The Pentagon has approved a major expansion of its cybersecurity force over the next several years, more than quadrupling its size to bolster the nation’s ability to defend critical computer systems and conduct offensive computer operations against foreign adversaries, according to US officials.
The move, requested by the head of the Defence Department’s Cyber Command, is part of an effort to build an organisation that until now has focused largely on defensive measures into the equivalent of an Internet-era fighting force. The command, made up of about 900 personnel, will expand to include 4900 troops and civilians.
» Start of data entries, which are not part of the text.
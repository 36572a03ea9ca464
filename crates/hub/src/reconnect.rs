//! Presence broadcasts and orchestrator restart recovery.

use std::sync::Arc;

use askhub_protocol::MessageType;
use askhub_protocol::messages::ExpertPresenceEvent;
use tracing::{info, warn};

use crate::connection::{Connection, Role};
use crate::introduction::IntroductionProtocol;
use crate::registry::ConnectionRegistry;

/// Reacts to participants joining and leaving the registry.
pub struct ReconnectCoordinator {
    registry: Arc<ConnectionRegistry>,
    introductions: Arc<IntroductionProtocol>,
}

impl ReconnectCoordinator {
    pub fn new(registry: Arc<ConnectionRegistry>, introductions: Arc<IntroductionProtocol>) -> Self {
        Self {
            registry,
            introductions,
        }
    }

    /// Read from the registry, so a stale orchestrator handle leaving after
    /// its replacement arrived cannot flip it off.
    pub async fn orchestrator_online(&self) -> bool {
        !self.registry.with_role(Role::Orchestrator).await.is_empty()
    }

    /// Called after `conn` has been registered.
    pub async fn on_registered(&self, conn: &Connection) {
        match conn.role() {
            Role::Orchestrator => {
                info!(identity = %conn.identity(), "orchestrator online, routing resumed");
            }
            Role::Expert => {
                let event = ExpertPresenceEvent {
                    identity: conn.identity().to_string(),
                };
                let targets = self.observers().await;
                broadcast(&targets, MessageType::ExpertJoined, Some(&event));
            }
            Role::EndUser => {}
        }
    }

    /// Called after `conn` has been removed from the registry.
    ///
    /// Not called for stale handles that had already been superseded.
    pub async fn on_unregistered(&self, conn: &Connection) {
        match conn.role() {
            Role::Orchestrator => {
                info!(identity = %conn.identity(), "orchestrator left");
                self.request_reintroductions().await;
            }
            Role::Expert => {
                let event = ExpertPresenceEvent {
                    identity: conn.identity().to_string(),
                };
                let targets = self.observers().await;
                broadcast(&targets, MessageType::ExpertLeft, Some(&event));
            }
            Role::EndUser => {}
        }
    }

    /// Called when a new connection took over `previous`'s identity before
    /// `previous` disconnected.
    ///
    /// A replaced orchestrator has lost the experts' introductions just as
    /// if it had left, so they are asked to introduce again.
    pub async fn on_replaced(&self, previous: &Connection) {
        if previous.role() == Role::Orchestrator {
            info!(identity = %previous.identity(), conn = %previous.id(), "orchestrator replaced");
            self.request_reintroductions().await;
        }
    }

    async fn request_reintroductions(&self) -> usize {
        self.introductions.mark_reintroducing().await;
        let experts = self.registry.with_role(Role::Expert).await;
        info!(experts = experts.len(), "requesting reintroductions");
        broadcast::<()>(&experts, MessageType::Reintroduce, None)
    }

    /// Orchestrator and end-user connections: who hears about experts.
    async fn observers(&self) -> Vec<Connection> {
        let mut targets = self.registry.with_role(Role::Orchestrator).await;
        targets.extend(self.registry.with_role(Role::EndUser).await);
        targets
    }
}

/// Best-effort push to every connection in `targets`; returns how many
/// sends succeeded.
fn broadcast<T: serde::Serialize>(
    targets: &[Connection],
    msg_type: MessageType,
    payload: Option<&T>,
) -> usize {
    let mut delivered = 0;
    for conn in targets {
        match conn.push(msg_type.clone(), payload) {
            Ok(()) => delivered += 1,
            Err(e) => warn!(identity = %conn.identity(), ?msg_type, "broadcast failed: {e}"),
        }
    }
    delivered
}

#[cfg(test)]
mod tests {
    use std::time::Duration;

    use askhub_protocol::envelope::Message;
    use tokio::sync::mpsc;
    use tokio_tungstenite::tungstenite::protocol::Message as WsMessage;

    use super::*;
    use crate::connection::Sender;

    struct Fixture {
        registry: Arc<ConnectionRegistry>,
        coordinator: ReconnectCoordinator,
    }

    fn fixture() -> Fixture {
        let registry = Arc::new(ConnectionRegistry::new());
        let introductions = Arc::new(IntroductionProtocol::new(
            registry.clone(),
            "Orchestrator",
            Duration::from_secs(30),
        ));
        Fixture {
            coordinator: ReconnectCoordinator::new(registry.clone(), introductions),
            registry,
        }
    }

    impl Fixture {
        async fn join(&self, identity: &str, role: Role) -> (Connection, mpsc::Receiver<WsMessage>) {
            let (tx, rx) = mpsc::channel(16);
            let conn = Connection::new(identity, role, Sender::new(tx));
            self.registry.register(conn.clone()).await;
            self.coordinator.on_registered(&conn).await;
            (conn, rx)
        }

        async fn leave(&self, conn: &Connection) {
            assert!(self.registry.unregister(conn).await);
            self.coordinator.on_unregistered(conn).await;
        }
    }

    fn drain(rx: &mut mpsc::Receiver<WsMessage>) -> Vec<Message> {
        let mut out = Vec::new();
        while let Ok(WsMessage::Text(text)) = rx.try_recv() {
            out.push(serde_json::from_str(&text).unwrap());
        }
        out
    }

    fn count(msgs: &[Message], msg_type: MessageType) -> usize {
        msgs.iter().filter(|m| m.msg_type == msg_type).count()
    }

    #[tokio::test]
    async fn orchestrator_drop_reintroduces_each_expert_once() {
        let f = fixture();
        let (orch, _orch_rx) = f.join("Orchestrator", Role::Orchestrator).await;
        let (_u, mut user_rx) = f.join("EndUser", Role::EndUser).await;
        let mut experts = Vec::new();
        for name in ["Teams", "Matches", "Districts"] {
            experts.push(f.join(name, Role::Expert).await);
        }
        assert!(f.coordinator.orchestrator_online().await);
        drain(&mut user_rx);

        f.leave(&orch).await;
        assert!(!f.coordinator.orchestrator_online().await);

        for (_, rx) in &mut experts {
            let msgs = drain(rx);
            assert_eq!(count(&msgs, MessageType::Reintroduce), 1);
        }
        assert_eq!(count(&drain(&mut user_rx), MessageType::Reintroduce), 0);
    }

    #[tokio::test]
    async fn expert_presence_reaches_orchestrator_and_end_user() {
        let f = fixture();
        let (_o, mut orch_rx) = f.join("Orchestrator", Role::Orchestrator).await;
        let (_u, mut user_rx) = f.join("EndUser", Role::EndUser).await;
        let (_other, mut other_rx) = f.join("Matches", Role::Expert).await;

        let (teams, _t) = f.join("Teams", Role::Expert).await;
        f.leave(&teams).await;

        for rx in [&mut orch_rx, &mut user_rx] {
            let msgs = drain(rx);
            let joined: Vec<ExpertPresenceEvent> = msgs
                .iter()
                .filter(|m| m.msg_type == MessageType::ExpertJoined)
                .map(|m| m.parse_payload().unwrap().unwrap())
                .collect();
            assert!(joined.iter().any(|e| e.identity == "Teams"));
            assert_eq!(count(&msgs, MessageType::ExpertLeft), 1);
        }
        // Experts do not hear about each other.
        let msgs = drain(&mut other_rx);
        assert_eq!(count(&msgs, MessageType::ExpertJoined), 0);
        assert_eq!(count(&msgs, MessageType::ExpertLeft), 0);
    }

    #[tokio::test]
    async fn broadcast_skips_closed_connections() {
        let f = fixture();
        let (_o, orch_rx) = f.join("Orchestrator", Role::Orchestrator).await;
        drop(orch_rx);
        let (_u, mut user_rx) = f.join("EndUser", Role::EndUser).await;

        let (teams, _t) = f.join("Teams", Role::Expert).await;
        f.leave(&teams).await;
        assert_eq!(count(&drain(&mut user_rx), MessageType::ExpertLeft), 1);
    }

    #[tokio::test]
    async fn stale_orchestrator_leaving_keeps_routing_online() {
        let f = fixture();
        let (old, _old_rx) = f.join("Orchestrator", Role::Orchestrator).await;
        let (_new, _new_rx) = f.join("Orchestrator", Role::Orchestrator).await;

        // The stale handle is no longer registered; its teardown must not
        // take the replacement offline.
        assert!(!f.registry.unregister(&old).await);
        assert!(f.coordinator.orchestrator_online().await);
        f.coordinator.on_unregistered(&old).await;
        assert!(f.coordinator.orchestrator_online().await);
    }

    #[tokio::test]
    async fn replaced_orchestrator_requests_reintroductions() {
        let f = fixture();
        let (old, _old_rx) = f.join("Orchestrator", Role::Orchestrator).await;
        let (_teams, mut teams_rx) = f.join("Teams", Role::Expert).await;
        let (_user, mut user_rx) = f.join("EndUser", Role::EndUser).await;

        f.coordinator.on_replaced(&old).await;
        assert_eq!(count(&drain(&mut teams_rx), MessageType::Reintroduce), 1);
        assert_eq!(count(&drain(&mut user_rx), MessageType::Reintroduce), 0);
    }

    #[tokio::test]
    async fn replaced_expert_requests_nothing() {
        let f = fixture();
        let (_o, _orch_rx) = f.join("Orchestrator", Role::Orchestrator).await;
        let (old, mut old_rx) = f.join("Teams", Role::Expert).await;

        f.coordinator.on_replaced(&old).await;
        assert_eq!(count(&drain(&mut old_rx), MessageType::Reintroduce), 0);
    }
}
Details of the plan have not been finalised, but the decision to expand the Cyber Command was made by senior Pentagon officials late last year in recognition of a growing threat in cyberspace, said officials, who spoke on the condition of anonymity because the expansion has not been formally announced. The gravity of that threat, they said, has been highlighted by a string of sabotage attacks, including one in which a virus was used to wipe data from more than 30,000 computers at a Saudi Arabian state oil company last summer.
The plan calls for the creation of three types of forces under the Cyber Command: “national mission forces” to protect computer systems that undergird electrical grids, power plants and other infrastructure deemed critical to national and economic security; “combat mission forces” to help commanders abroad plan and execute attacks or other offensive operations, and “cyber protection forces” to harden the Defense Department’s networks.